**What you should do**
Please set the lines down again exactly, from the top of the entries through the line that contains "page, mutate, reconcile)".

**Data**
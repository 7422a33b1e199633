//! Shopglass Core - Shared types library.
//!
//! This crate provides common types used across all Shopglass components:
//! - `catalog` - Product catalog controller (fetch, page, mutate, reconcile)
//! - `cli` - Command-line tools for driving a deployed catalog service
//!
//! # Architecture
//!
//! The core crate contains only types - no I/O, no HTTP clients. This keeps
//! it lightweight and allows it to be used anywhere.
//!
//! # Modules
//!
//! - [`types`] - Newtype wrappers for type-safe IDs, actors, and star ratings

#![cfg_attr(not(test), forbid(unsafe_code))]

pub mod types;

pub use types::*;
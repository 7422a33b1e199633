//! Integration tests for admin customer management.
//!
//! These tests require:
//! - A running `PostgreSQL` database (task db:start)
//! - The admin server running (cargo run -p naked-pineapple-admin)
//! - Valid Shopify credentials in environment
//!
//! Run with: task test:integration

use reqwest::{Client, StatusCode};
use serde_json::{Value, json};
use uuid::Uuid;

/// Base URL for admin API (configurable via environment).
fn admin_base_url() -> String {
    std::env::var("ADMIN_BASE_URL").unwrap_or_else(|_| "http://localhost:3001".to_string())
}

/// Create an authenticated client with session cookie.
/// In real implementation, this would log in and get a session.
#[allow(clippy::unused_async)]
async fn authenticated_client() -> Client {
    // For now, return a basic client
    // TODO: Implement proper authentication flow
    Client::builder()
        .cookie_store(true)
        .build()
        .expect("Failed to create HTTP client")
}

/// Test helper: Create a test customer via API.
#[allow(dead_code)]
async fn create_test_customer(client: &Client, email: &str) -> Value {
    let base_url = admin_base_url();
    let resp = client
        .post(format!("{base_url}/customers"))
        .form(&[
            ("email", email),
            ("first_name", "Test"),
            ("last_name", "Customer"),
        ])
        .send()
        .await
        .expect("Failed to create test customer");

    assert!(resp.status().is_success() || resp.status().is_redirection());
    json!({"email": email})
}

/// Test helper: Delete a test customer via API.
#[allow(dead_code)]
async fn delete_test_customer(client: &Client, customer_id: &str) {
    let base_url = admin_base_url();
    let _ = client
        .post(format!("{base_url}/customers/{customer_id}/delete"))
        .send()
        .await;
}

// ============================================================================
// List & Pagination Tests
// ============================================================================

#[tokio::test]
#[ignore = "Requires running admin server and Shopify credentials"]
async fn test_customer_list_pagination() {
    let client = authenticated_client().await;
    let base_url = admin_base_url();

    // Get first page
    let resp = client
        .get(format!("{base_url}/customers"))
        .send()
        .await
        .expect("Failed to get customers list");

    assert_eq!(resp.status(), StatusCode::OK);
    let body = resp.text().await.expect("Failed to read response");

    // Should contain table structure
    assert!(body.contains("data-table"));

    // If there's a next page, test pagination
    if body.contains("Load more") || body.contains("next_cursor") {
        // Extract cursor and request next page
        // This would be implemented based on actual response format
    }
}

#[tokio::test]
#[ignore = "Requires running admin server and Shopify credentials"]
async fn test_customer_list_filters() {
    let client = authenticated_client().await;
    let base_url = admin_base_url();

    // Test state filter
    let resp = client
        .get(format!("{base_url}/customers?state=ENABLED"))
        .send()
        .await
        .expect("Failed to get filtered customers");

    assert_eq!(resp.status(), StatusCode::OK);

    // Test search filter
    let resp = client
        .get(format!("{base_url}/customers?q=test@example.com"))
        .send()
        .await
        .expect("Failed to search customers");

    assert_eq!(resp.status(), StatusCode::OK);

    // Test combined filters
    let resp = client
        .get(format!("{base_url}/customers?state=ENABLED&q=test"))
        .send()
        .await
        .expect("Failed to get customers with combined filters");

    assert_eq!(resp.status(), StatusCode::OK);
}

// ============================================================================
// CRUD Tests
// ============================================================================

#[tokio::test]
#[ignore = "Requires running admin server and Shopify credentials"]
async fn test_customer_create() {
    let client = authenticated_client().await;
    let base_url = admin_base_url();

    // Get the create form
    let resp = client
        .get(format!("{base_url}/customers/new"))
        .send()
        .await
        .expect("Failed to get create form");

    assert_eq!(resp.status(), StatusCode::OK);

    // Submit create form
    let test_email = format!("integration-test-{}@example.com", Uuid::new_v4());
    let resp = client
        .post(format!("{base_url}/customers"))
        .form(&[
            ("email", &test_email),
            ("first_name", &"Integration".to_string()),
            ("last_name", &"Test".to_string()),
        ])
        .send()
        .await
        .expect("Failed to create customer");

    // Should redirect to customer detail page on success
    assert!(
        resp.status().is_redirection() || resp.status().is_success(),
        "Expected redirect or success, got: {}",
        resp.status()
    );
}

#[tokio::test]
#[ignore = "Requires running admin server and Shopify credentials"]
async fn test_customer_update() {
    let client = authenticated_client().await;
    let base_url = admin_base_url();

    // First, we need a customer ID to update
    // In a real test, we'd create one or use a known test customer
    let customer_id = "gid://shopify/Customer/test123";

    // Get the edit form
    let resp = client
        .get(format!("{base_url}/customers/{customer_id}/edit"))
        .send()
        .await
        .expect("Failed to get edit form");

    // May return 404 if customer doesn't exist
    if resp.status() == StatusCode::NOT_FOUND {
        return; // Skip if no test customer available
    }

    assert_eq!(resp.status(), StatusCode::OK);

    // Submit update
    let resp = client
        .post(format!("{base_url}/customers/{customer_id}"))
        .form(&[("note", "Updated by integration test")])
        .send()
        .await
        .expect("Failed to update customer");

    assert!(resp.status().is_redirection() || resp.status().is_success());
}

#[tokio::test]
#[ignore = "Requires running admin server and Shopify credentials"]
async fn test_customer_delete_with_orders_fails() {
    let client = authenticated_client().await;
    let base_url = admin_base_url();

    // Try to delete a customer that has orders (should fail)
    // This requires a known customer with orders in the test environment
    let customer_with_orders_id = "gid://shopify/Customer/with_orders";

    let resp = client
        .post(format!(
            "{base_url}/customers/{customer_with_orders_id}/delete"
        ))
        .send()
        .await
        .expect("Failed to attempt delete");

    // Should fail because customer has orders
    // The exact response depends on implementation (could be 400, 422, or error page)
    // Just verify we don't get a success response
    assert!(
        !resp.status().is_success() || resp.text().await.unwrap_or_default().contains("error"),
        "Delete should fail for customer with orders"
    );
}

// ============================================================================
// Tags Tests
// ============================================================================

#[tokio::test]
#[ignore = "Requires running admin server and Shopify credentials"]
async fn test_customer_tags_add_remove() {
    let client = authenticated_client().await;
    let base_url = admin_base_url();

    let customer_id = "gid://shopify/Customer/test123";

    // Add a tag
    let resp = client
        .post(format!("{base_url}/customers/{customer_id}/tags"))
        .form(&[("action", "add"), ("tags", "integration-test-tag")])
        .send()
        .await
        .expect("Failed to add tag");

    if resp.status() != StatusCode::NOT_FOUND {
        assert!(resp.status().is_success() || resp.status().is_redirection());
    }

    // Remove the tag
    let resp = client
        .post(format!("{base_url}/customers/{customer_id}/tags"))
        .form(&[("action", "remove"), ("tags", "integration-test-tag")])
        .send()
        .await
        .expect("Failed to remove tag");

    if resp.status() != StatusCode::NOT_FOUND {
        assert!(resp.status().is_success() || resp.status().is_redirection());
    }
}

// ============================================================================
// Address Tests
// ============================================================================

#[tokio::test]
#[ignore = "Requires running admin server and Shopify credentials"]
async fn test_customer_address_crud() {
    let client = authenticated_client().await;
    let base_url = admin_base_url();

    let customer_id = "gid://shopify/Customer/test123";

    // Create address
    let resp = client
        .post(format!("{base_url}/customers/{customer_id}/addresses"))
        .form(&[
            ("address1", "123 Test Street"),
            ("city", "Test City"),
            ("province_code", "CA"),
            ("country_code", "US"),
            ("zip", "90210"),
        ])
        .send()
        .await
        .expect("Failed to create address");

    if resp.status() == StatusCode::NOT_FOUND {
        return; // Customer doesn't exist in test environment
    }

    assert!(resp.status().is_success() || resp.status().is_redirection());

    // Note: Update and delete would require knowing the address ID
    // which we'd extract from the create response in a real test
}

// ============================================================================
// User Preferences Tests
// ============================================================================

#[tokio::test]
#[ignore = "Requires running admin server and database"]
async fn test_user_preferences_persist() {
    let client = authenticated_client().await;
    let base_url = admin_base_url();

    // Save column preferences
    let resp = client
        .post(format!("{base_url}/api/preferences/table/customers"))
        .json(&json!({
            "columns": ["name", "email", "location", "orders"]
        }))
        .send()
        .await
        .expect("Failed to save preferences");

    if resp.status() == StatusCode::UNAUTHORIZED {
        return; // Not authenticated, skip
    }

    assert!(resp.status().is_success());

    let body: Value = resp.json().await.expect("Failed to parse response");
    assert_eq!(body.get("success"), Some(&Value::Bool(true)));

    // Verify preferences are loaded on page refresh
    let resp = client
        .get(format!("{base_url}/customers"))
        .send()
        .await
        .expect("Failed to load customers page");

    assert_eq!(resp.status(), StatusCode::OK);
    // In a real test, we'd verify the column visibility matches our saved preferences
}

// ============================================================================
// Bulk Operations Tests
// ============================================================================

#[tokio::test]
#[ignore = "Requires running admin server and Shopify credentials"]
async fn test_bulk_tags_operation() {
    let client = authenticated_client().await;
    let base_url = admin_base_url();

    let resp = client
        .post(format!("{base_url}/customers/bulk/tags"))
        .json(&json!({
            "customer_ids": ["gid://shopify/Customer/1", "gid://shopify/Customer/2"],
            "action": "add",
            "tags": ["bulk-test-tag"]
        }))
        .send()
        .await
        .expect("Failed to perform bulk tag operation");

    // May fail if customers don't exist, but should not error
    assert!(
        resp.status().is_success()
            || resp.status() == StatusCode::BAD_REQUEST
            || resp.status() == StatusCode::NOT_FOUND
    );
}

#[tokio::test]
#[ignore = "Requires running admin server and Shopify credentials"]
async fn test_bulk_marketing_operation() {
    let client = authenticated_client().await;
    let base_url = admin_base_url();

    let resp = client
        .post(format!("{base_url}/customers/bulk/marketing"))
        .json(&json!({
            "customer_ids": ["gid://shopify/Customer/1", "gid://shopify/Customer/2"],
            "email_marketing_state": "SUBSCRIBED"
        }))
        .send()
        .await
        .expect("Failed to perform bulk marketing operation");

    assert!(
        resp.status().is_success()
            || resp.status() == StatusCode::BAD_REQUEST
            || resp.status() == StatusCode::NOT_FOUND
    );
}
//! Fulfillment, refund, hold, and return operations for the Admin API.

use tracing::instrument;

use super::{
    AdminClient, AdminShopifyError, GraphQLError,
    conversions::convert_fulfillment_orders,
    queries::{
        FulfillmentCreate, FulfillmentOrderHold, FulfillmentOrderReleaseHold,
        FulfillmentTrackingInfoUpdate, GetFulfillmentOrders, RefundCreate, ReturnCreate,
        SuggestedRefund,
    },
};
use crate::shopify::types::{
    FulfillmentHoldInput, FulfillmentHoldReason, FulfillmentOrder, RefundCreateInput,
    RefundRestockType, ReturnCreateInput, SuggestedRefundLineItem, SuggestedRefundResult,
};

**Output**
repository 7422a33b1e199633
//! Shopglass Core - Shared types library.
//!
//! This crate provides common types used across all Shopglass components:
//! - `catalog` - Product catalog controller (fetch, page, mutate, reconcile)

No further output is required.